Computer designs since the nineties used data warehouses (Inmon, 2005), which are usually centralized in servers connected to storage arrays. These architectures poorly scalable (addition of power on demand). Indeed, the growing volume of data, the wide heterogeneous data, and the data velocity, traditional DBMS and even Data Warehouses have struggled to adapt.
This scientific revolution that invading the world of IT has imposed new issues that have led to the development of new technologies to contain and process these large volumes of data. The goal is to discover new orders of magnitude to capture, search, share, store, analyze, and present data. This new IT era has led to replacing traditional databases limited by ACID constraints with new solutions that respond to these imposed changes. These new requirements have led to the emergence of the movement NoSQL (Cattell, 2011; Oussous, Benjelloun, Lahcen, & Belfkih, 2017) and NewSQL movement (Aslett, 2011; Piekos, 2015).
Several open-source and proprietary NoSQL solutions have been designed, developed and deployed by the big companies of the sector, to manage large volumes of data manipulated. However, the lack of standardization and the panoply of solutions proposed in the market complicates the choice of the model appropriate to the operating environment, which poses a real problem on the best NoSQL solution to adopt compared to the user needs.

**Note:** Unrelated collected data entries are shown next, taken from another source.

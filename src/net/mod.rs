//! Networking modules for the user-directory REST API.
//!
//! SYSTEM CONTEXT
//! ==============
//! `api` defines the directory contract and its HTTP implementation, and
//! `types` defines the shared wire schema.

pub mod api;
pub mod types;
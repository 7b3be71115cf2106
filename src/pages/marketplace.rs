//! Public marketplace landing page.

use leptos::prelude::*;

#[component]
pub fn MarketplacePage() -> impl IntoView {
    view! {
        <section class="page-marketplace">
            <h1>"Marketplace"</h1>
            <p>"Browse listings from every seller."</p>
        </section>
    }
}
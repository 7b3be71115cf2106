use super::*;

#[test]
fn user_deserializes_string_id() {
    let user: User = serde_json::from_str(
        r#"{"id":"u1","name":"Alice","email":"a@x.com","password":"p","role":"buyer"}"#,
    )
    .unwrap();
    assert_eq!(user.id, "u1");
    assert_eq!(user.role, "buyer");
}

#[test]
fn user_deserializes_numeric_id_as_string() {
    let user: User = serde_json::from_str(
        r#"{"id":7,"name":"Bob","email":"b@x.com","password":"p","role":"seller"}"#,
    )
    .unwrap();
    assert_eq!(user.id, "7");
}

#[test]
fn user_rejects_non_scalar_id() {
    let result = serde_json::from_str::<User>(
        r#"{"id":{"inner":1},"name":"Bob","email":"b@x.com","password":"p","role":"seller"}"#,
    );
    assert!(result.is_err());
}

#[test]
fn new_user_serializes_all_fields() {
    let payload = NewUser {
        name: "Alice".to_owned(),
        email: "a@x.com".to_owned(),
        password: "p".to_owned(),
        role: "buyer".to_owned(),
    };
    let value = serde_json::to_value(&payload).unwrap();
    assert_eq!(
        value,
        serde_json::json!({"name":"Alice","email":"a@x.com","password":"p","role":"buyer"})
    );
}
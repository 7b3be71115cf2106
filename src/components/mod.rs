//! Reusable view components shared across pages.

pub mod auth_nav;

The contribution presented in this paper is to provide indicators which can help interested actors to decide on the solutions adopted by their companies, by developing a comparative study on a set of NoSQL solutions widely deployed on the market. This study compares the performance of NoSQL Databases from the experimental point of view. Note that the current work is an extension of a first work in which the performances of MongoDB and HBase were compared and which was the subject of a paper published (Matallah, Belalem, & Bouamrane, 2017a).

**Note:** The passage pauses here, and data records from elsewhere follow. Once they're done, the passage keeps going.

//! Auth orchestration over the session store, user cache, and directory API.
//!
//! DESIGN
//! ======
//! Login and duplicate-email checks run against whatever user snapshot is in
//! memory right now; only registration ever writes to the directory, and it
//! does so through a task the caller drives. Callers therefore get an instant
//! answer, and the session settles whenever the outstanding requests land.
//! There are no retries and no ordering guarantees between those requests.

#[cfg(test)]
#[path = "auth_test.rs"]
mod auth_test;

use std::cell::RefCell;
use std::future::Future;
use std::rc::Rc;

use crate::net::api::UserDirectory;
use crate::net::types::{NewUser, User};
use crate::state::session::{SessionCache, SessionStore};

/// Authentication state tracking the current user and loading status.
///
/// Held in an `RwSignal` provided via context; route guards and user-aware
/// components read it to coordinate redirects and identity-dependent
/// rendering.
#[derive(Clone, Debug, Default)]
pub struct AuthState {
    pub user: Option<User>,
    pub loading: bool,
}

/// Errors raised synchronously by [`AuthService`] entry points.
///
/// Directory failures never appear here: the asynchronous paths swallow them
/// and report through logging only.
#[derive(Clone, Debug, PartialEq, Eq, thiserror::Error)]
pub enum AuthError {
    /// A registration field was empty after trimming.
    #[error("all fields are required")]
    MissingFields,
    /// The email already exists in the local user snapshot.
    #[error("email already registered")]
    EmailTaken,
    /// No cached user matched the supplied credentials.
    #[error("invalid email or password")]
    InvalidCredentials,
}

type Listener = Box<dyn Fn(Option<User>)>;
type Listeners = Rc<RefCell<Vec<Listener>>>;

/// Session and credential operations for the current browser context.
///
/// One instance is built per page lifecycle and shared by reference; the
/// cache and listener list use `Rc`/`RefCell` because everything runs on the
/// single browser thread.
pub struct AuthService<D, S> {
    directory: Rc<D>,
    store: Rc<S>,
    cache: SessionCache,
    listeners: Listeners,
}

impl<D, S> AuthService<D, S>
where
    D: UserDirectory + 'static,
    S: SessionStore + 'static,
{
    pub fn new(directory: D, store: S) -> Self {
        Self {
            directory: Rc::new(directory),
            store: Rc::new(store),
            cache: SessionCache::default(),
            listeners: Rc::default(),
        }
    }

    /// Observe session changes: sign-in, sign-out, and snapshot refreshes.
    /// The listener receives the freshly resolved current user.
    pub fn subscribe(&self, listener: impl Fn(Option<User>) + 'static) {
        self.listeners.borrow_mut().push(Box::new(listener));
    }

    /// The signed-in user, if the persisted id resolves against the snapshot.
    ///
    /// Returns `None` while anonymous, but also when the cache has not been
    /// refreshed yet or the user was removed remotely.
    pub fn current_user(&self) -> Option<User> {
        resolve_user(&self.cache, &self.store)
    }

    /// The signed-in user's role, if any.
    pub fn current_role(&self) -> Option<String> {
        self.current_user().map(|user| user.role)
    }

    /// Validate credentials against the current snapshot and sign in.
    ///
    /// Emails compare trimmed and case-insensitively, passwords verbatim.
    /// No network call happens here; an unrefreshed cache simply cannot
    /// match.
    ///
    /// # Errors
    ///
    /// [`AuthError::InvalidCredentials`] when nothing in the snapshot
    /// matches.
    pub fn login(&self, email: &str, password: &str) -> Result<User, AuthError> {
        let email = normalize_email(email);
        let users = self.cache.load();
        if users.is_empty() {
            log::warn!("login: user cache is empty; the directory may not have loaded yet");
        }
        for user in users {
            if normalize_email(&user.email) == email && user.password == password {
                self.store.set_current_id(&user.id);
                notify(&self.cache, &self.store, &self.listeners);
                return Ok(user);
            }
        }
        Err(AuthError::InvalidCredentials)
    }

    /// Forget the persisted session. No network call.
    pub fn logout(&self) {
        self.store.clear_current_id();
        notify(&self.cache, &self.store, &self.listeners);
    }

    /// Validate and normalize a registration, then hand back the create task.
    ///
    /// The synchronous part checks the fields and scans the current snapshot
    /// for a duplicate email (best effort; the snapshot is not re-checked
    /// once the task runs). The returned task POSTs the payload and, on a
    /// created record with an id, appends it to the snapshot and signs the
    /// new user in. Directory failures are logged and leave state unchanged;
    /// the caller is never notified of them.
    ///
    /// # Errors
    ///
    /// [`AuthError::MissingFields`] when any field is empty after trimming,
    /// [`AuthError::EmailTaken`] when the email is already in the snapshot.
    pub fn register(&self, form: NewUser) -> Result<impl Future<Output = ()> + use<D, S>, AuthError> {
        let name = form.name.trim().to_owned();
        let email = normalize_email(&form.email);
        if name.is_empty() || email.is_empty() || form.password.is_empty() || form.role.is_empty() {
            return Err(AuthError::MissingFields);
        }
        if self.cache.load().iter().any(|user| normalize_email(&user.email) == email) {
            return Err(AuthError::EmailTaken);
        }

        let payload = NewUser {
            name,
            email,
            password: form.password,
            role: form.role,
        };
        let directory = Rc::clone(&self.directory);
        let store = Rc::clone(&self.store);
        let cache = self.cache.clone();
        let listeners = Rc::clone(&self.listeners);
        Ok(async move {
            match directory.create(&payload).await {
                Ok(created) => {
                    if created.id.is_empty() {
                        log::warn!("register: directory returned a user without an id");
                        return;
                    }
                    let id = created.id.clone();
                    cache.push(created);
                    store.set_current_id(&id);
                    notify(&cache, &store, &listeners);
                }
                Err(err) => log::error!("register: failed to create user: {err}"),
            }
        })
    }

    /// Reload the snapshot from the directory, replacing it wholesale.
    ///
    /// A refresh that completes after an optimistic append silently discards
    /// the append; last write wins. On failure the snapshot keeps its
    /// previous value and the error is logged.
    pub fn refresh(&self) -> impl Future<Output = ()> + 'static {
        let directory = Rc::clone(&self.directory);
        let store = Rc::clone(&self.store);
        let cache = self.cache.clone();
        let listeners = Rc::clone(&self.listeners);
        async move {
            match directory.get_all().await {
                Ok(users) => {
                    cache.replace(users);
                    notify(&cache, &store, &listeners);
                }
                Err(err) => log::error!("auth: failed to load users from the directory: {err}"),
            }
        }
    }
}

fn normalize_email(raw: &str) -> String {
    raw.trim().to_lowercase()
}

fn resolve_user<S: SessionStore>(cache: &SessionCache, store: &S) -> Option<User> {
    let id = store.current_id()?;
    cache.load().into_iter().find(|user| user.id == id)
}

fn notify<S: SessionStore>(cache: &SessionCache, store: &S, listeners: &RefCell<Vec<Listener>>) {
    let user = resolve_user(cache, store);
    for listener in listeners.borrow().iter() {
        listener(user.clone());
    }
}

Our study focuses on six data management solutions characterized by the implementation in their kernels of the same algorithm “MapReduce” (Lattanzi, Moseley, Suri, & Vassilvitskii, 2011), these are the MongoDB (Chodorow, 2013; Membrey, Plugge, & Hawkins, 2011), Cassandra (Lakshman & Malik, 2010), HBase (George, 2011), Redis (Macedo & Oliveira, 2011), Couchbase (Brown, 2012), and OrientDB (Tesoriero, 2013) models. To evaluate and compare the available NoSQL solutions, several benchmarks have been designed, the most commonly used is the YCSB (Cooper, Silberstein, Tam, Ramakrishnan, & Sears, 2010).
This paper will be organized as follows: In the first Section of the manuscript, we expose the limitations of relational DBMS in large scale distributed environments which led to the emergence of NoSQL. In the second Section, we will present the NoSQL data management systems designed to meet the new needs required for scaling up. In in the third Section, we will focus on the six NoSQL solutions compared and the benchmark used. After assessing the performance of each database, the different experimental results of this comparative study will be synthesized and analyzed in the fourth Section. The paper is concluded with a summary and some perspectives for our future works.